Each line in the entries below that holds the string "changes" is to be listed.

**Excerpts from a dataset**
== Segment start ==

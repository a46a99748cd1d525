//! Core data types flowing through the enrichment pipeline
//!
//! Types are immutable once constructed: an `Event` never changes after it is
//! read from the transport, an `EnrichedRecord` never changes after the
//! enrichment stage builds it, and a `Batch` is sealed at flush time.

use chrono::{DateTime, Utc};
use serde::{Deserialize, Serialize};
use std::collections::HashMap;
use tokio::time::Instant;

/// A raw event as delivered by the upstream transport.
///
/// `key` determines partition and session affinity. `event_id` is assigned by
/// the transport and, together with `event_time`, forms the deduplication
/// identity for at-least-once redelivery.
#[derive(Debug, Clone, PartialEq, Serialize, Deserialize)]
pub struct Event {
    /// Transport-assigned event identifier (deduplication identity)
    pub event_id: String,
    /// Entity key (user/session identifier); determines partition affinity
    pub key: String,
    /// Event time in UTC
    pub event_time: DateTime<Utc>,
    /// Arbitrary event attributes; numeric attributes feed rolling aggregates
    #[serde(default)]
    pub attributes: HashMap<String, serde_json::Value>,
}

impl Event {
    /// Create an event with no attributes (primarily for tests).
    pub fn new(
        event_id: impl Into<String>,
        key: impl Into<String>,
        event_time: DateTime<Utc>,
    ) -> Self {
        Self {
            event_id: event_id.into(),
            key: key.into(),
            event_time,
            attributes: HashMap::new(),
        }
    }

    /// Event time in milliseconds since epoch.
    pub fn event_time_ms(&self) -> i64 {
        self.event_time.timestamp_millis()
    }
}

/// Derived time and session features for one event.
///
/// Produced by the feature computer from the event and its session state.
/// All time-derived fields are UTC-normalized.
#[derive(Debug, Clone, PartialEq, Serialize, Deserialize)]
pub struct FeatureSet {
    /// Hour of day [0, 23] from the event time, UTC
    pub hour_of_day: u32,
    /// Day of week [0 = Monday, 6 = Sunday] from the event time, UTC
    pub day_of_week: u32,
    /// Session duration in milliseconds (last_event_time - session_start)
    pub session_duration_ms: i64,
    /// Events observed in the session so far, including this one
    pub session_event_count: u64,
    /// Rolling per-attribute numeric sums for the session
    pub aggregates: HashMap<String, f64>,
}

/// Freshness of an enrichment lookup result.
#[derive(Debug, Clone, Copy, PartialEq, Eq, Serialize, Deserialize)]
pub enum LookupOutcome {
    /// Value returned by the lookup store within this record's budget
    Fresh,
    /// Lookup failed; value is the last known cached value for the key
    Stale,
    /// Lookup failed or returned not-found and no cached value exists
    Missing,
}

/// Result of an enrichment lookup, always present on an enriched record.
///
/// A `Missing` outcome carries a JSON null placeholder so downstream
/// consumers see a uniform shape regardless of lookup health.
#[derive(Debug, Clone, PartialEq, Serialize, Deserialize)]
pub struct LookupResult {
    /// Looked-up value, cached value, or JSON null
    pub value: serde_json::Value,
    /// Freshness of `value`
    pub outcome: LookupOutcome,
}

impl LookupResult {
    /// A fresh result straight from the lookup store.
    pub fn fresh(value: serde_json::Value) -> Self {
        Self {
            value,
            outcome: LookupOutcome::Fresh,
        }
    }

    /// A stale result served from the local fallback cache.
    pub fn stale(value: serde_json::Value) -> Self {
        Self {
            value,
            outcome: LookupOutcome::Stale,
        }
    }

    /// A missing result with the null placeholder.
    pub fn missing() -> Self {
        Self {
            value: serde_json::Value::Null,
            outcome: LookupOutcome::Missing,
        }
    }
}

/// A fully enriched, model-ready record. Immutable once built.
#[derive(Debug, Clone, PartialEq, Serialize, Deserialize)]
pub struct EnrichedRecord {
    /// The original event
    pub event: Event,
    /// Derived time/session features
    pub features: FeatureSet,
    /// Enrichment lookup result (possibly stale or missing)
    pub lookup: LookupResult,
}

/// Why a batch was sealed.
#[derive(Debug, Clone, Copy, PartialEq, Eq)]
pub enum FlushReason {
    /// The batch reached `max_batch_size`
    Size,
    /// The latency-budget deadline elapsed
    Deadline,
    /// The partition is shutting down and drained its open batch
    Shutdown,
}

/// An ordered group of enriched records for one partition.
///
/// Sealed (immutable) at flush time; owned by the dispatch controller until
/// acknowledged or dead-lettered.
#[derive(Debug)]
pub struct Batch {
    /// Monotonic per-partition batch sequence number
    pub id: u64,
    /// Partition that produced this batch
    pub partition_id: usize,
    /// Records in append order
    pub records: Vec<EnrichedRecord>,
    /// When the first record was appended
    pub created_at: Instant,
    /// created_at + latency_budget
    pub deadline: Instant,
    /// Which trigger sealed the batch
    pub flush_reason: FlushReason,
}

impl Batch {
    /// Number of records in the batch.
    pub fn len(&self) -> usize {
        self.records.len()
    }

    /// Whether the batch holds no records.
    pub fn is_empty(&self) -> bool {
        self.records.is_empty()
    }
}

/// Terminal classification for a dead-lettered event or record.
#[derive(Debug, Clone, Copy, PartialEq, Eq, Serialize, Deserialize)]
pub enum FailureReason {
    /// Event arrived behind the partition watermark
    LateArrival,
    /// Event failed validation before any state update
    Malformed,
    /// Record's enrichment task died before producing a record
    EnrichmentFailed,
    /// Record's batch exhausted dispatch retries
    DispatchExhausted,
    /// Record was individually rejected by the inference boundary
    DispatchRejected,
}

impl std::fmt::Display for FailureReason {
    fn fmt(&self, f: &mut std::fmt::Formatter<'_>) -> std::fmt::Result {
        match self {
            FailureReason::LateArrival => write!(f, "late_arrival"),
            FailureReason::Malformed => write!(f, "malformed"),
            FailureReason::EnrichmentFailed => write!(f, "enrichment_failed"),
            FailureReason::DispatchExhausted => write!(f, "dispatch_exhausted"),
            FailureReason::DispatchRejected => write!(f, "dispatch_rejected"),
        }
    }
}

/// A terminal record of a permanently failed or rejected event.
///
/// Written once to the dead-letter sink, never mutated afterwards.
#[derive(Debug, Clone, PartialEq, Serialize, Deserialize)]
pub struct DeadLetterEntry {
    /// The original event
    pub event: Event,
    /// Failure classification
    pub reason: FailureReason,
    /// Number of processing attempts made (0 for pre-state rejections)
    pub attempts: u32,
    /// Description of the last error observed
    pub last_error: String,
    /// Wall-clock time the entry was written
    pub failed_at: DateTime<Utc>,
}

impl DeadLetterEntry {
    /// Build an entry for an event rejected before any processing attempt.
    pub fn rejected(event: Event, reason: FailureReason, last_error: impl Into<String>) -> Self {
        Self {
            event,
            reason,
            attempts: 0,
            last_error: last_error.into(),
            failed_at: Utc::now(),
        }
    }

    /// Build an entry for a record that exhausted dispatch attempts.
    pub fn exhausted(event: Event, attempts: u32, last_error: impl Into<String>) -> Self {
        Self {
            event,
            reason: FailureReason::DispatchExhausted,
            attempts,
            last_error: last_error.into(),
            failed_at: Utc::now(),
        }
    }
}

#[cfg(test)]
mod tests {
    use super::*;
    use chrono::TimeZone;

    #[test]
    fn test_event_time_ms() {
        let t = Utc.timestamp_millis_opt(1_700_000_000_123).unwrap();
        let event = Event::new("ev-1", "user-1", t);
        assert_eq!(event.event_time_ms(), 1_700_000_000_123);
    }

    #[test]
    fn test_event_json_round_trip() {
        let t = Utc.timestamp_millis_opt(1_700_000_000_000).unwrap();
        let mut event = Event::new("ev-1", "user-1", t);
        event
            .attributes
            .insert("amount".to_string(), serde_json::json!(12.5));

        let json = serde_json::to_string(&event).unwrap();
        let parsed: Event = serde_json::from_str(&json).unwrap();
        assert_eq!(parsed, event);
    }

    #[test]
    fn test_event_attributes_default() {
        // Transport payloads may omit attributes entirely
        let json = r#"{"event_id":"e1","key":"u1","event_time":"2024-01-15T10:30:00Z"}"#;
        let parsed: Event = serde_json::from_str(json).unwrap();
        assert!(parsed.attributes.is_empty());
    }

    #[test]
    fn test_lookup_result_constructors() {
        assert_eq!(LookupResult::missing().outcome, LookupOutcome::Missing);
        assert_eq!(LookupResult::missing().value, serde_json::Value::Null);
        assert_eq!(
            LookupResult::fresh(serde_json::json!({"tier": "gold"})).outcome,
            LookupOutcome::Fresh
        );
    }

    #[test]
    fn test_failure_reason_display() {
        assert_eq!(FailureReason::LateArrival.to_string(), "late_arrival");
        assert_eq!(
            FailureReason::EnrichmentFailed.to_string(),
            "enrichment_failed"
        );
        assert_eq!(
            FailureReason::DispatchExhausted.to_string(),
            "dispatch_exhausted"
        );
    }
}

== Segment end ==

**ANSWER TO THIS PROBLEM**
//! Types are immutable once constructed: an `Event` never changes after it is
//! read from the transport, an `EnrichedRecord` never changes after the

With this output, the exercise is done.